As the industrial revolution period changed working families’ conditions and improved women’s position in society, Alexandra Kollontai found it necessary for legislators to employ Marxist feminism to promote gender equality and support community development. She identified the potential implications of capitalism on the domestic economy, which unfairly subject women to difficult living conditions. She also assessed how capitalism encourages monopsony, which accelerates gender discrimination and increases income and wealth disparities in society. During the Industrial Revolution, family roles significantly changed as men and women were forced to complete similar tasks at home. Women also gained recognition in leadership as there was a need to nominate representatives who would present the interests of women in decision-making. A decline in fertility and a consequent reduction in the average family size was recorded during the Industrial Revolution. The relationship between spouses and the traditional relationship between generations was also disrupted, primarily due to changes in family roles and economic capacity among women. Due to such changes, it was necessary to advocate for Marxist feminism, as proposed by Alexandra Kollontai, to promote gender equality and reduce class struggle.

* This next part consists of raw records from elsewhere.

//! PostgreSQL Repository Implementation

use chrono::{DateTime, Utc};
use sqlx::PgPool;
use uuid::Uuid;

use crate::domain::entity::user::User;
use crate::domain::repository::UserRepository;
use crate::domain::value_object::{
    email::Email, person_name::PersonName, user_id::UserId, user_password::UserPassword,
};
use crate::error::{UsersError, UsersResult};

/// Unique violation
const PG_UNIQUE_VIOLATION: &str = "23505";

/// PostgreSQL-backed user repository
#[derive(Clone)]
pub struct PgUserRepository {
    pool: PgPool,
}

impl PgUserRepository {
    pub fn new(pool: PgPool) -> Self {
        Self { pool }
    }
}

fn map_unique_violation(err: sqlx::Error) -> UsersError {
    match &err {
        sqlx::Error::Database(db) if db.code().as_deref() == Some(PG_UNIQUE_VIOLATION) => {
            UsersError::EmailTaken
        }
        _ => UsersError::Database(err),
    }
}

const SELECT_USER: &str = r#"
    SELECT
        user_id,
        email,
        first_name,
        last_name,
        middle_name,
        password,
        is_active,
        is_staff,
        date_joined,
        last_login,
        updated_at
    FROM users
"#;

impl UserRepository for PgUserRepository {
    async fn create(&self, user: &User) -> UsersResult<()> {
        sqlx::query(
            r#"
            INSERT INTO users (
                user_id,
                email,
                first_name,
                last_name,
                middle_name,
                password,
                is_active,
                is_staff,
                date_joined,
                last_login,
                updated_at
            ) VALUES ($1, $2, $3, $4, $5, $6, $7, $8, $9, $10, $11)
            "#,
        )
        .bind(user.user_id.as_uuid())
        .bind(user.email.as_str())
        .bind(user.first_name.as_str())
        .bind(user.last_name.as_str())
        .bind(user.middle_name.as_str())
        .bind(user.password.as_phc_string())
        .bind(user.is_active)
        .bind(user.is_staff)
        .bind(user.date_joined)
        .bind(user.last_login)
        .bind(user.updated_at)
        .execute(&self.pool)
        .await
        .map_err(map_unique_violation)?;

        Ok(())
    }

    async fn find_by_id(&self, user_id: &UserId) -> UsersResult<Option<User>> {
        let row = sqlx::query_as::<_, UserRow>(&format!("{SELECT_USER} WHERE user_id = $1"))
            .bind(user_id.as_uuid())
            .fetch_optional(&self.pool)
            .await?;

        row.map(|r| r.into_user()).transpose()
    }

    async fn find_by_email(&self, email: &Email) -> UsersResult<Option<User>> {
        let row = sqlx::query_as::<_, UserRow>(&format!("{SELECT_USER} WHERE email = $1"))
            .bind(email.as_str())
            .fetch_optional(&self.pool)
            .await?;

        row.map(|r| r.into_user()).transpose()
    }

    async fn exists_by_email(&self, email: &Email) -> UsersResult<bool> {
        let exists =
            sqlx::query_scalar::<_, bool>("SELECT EXISTS(SELECT 1 FROM users WHERE email = $1)")
                .bind(email.as_str())
                .fetch_one(&self.pool)
                .await?;

        Ok(exists)
    }

    async fn update(&self, user: &User) -> UsersResult<()> {
        sqlx::query(
            r#"
            UPDATE users SET
                email = $2,
                first_name = $3,
                last_name = $4,
                middle_name = $5,
                password = $6,
                is_active = $7,
                is_staff = $8,
                last_login = $9,
                updated_at = $10
            WHERE user_id = $1
            "#,
        )
        .bind(user.user_id.as_uuid())
        .bind(user.email.as_str())
        .bind(user.first_name.as_str())
        .bind(user.last_name.as_str())
        .bind(user.middle_name.as_str())
        .bind(user.password.as_phc_string())
        .bind(user.is_active)
        .bind(user.is_staff)
        .bind(user.last_login)
        .bind(user.updated_at)
        .execute(&self.pool)
        .await
        .map_err(map_unique_violation)?;

        Ok(())
    }
}

// ============================================================================
// Row Types
// ============================================================================

#[derive(sqlx::FromRow)]
struct UserRow {
    user_id: Uuid,
    email: String,
    first_name: String,
    last_name: String,
    middle_name: String,
    password: String,
    is_active: bool,
    is_staff: bool,
    date_joined: DateTime<Utc>,
    last_login: Option<DateTime<Utc>>,
    updated_at: DateTime<Utc>,
}

impl UserRow {
    fn into_user(self) -> UsersResult<User> {
        let password = UserPassword::from_phc_string(self.password)
            .map_err(|e| UsersError::Internal(format!("Invalid stored password: {}", e)))?;

        Ok(User {
            user_id: UserId::from_uuid(self.user_id),
            email: Email::from_db(self.email),
            first_name: PersonName::from_db(self.first_name),
            last_name: PersonName::from_db(self.last_name),
            middle_name: PersonName::from_db(self.middle_name),
            password,
            is_active: self.is_active,
            is_staff: self.is_staff,
            date_joined: self.date_joined,
            last_login: self.last_login,
            updated_at: self.updated_at,
        })
    }
}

Griffin, Emma. “Diets, Hunger and Living Standards during the British Industrial Revolution.” Past and Present, vol. 239, no. 1, 2018, pp. 71–111. doi:10.1093/pastj/gtx061.
Jarnow, Jesse. Socialism: A Primary Source Analysis. The Rosen Publishing Group, 2005.
Kollontaĭ, Aleksandra. Communism and the Family. Contemporary Publishing Association, 1920.
Lucas Jr., Robert E. “What Was the Industrial Revolution?” Journal of Human Capital, vol. 12, no. 2, 2018, pp. 182–203. doi:10.3386/w23547.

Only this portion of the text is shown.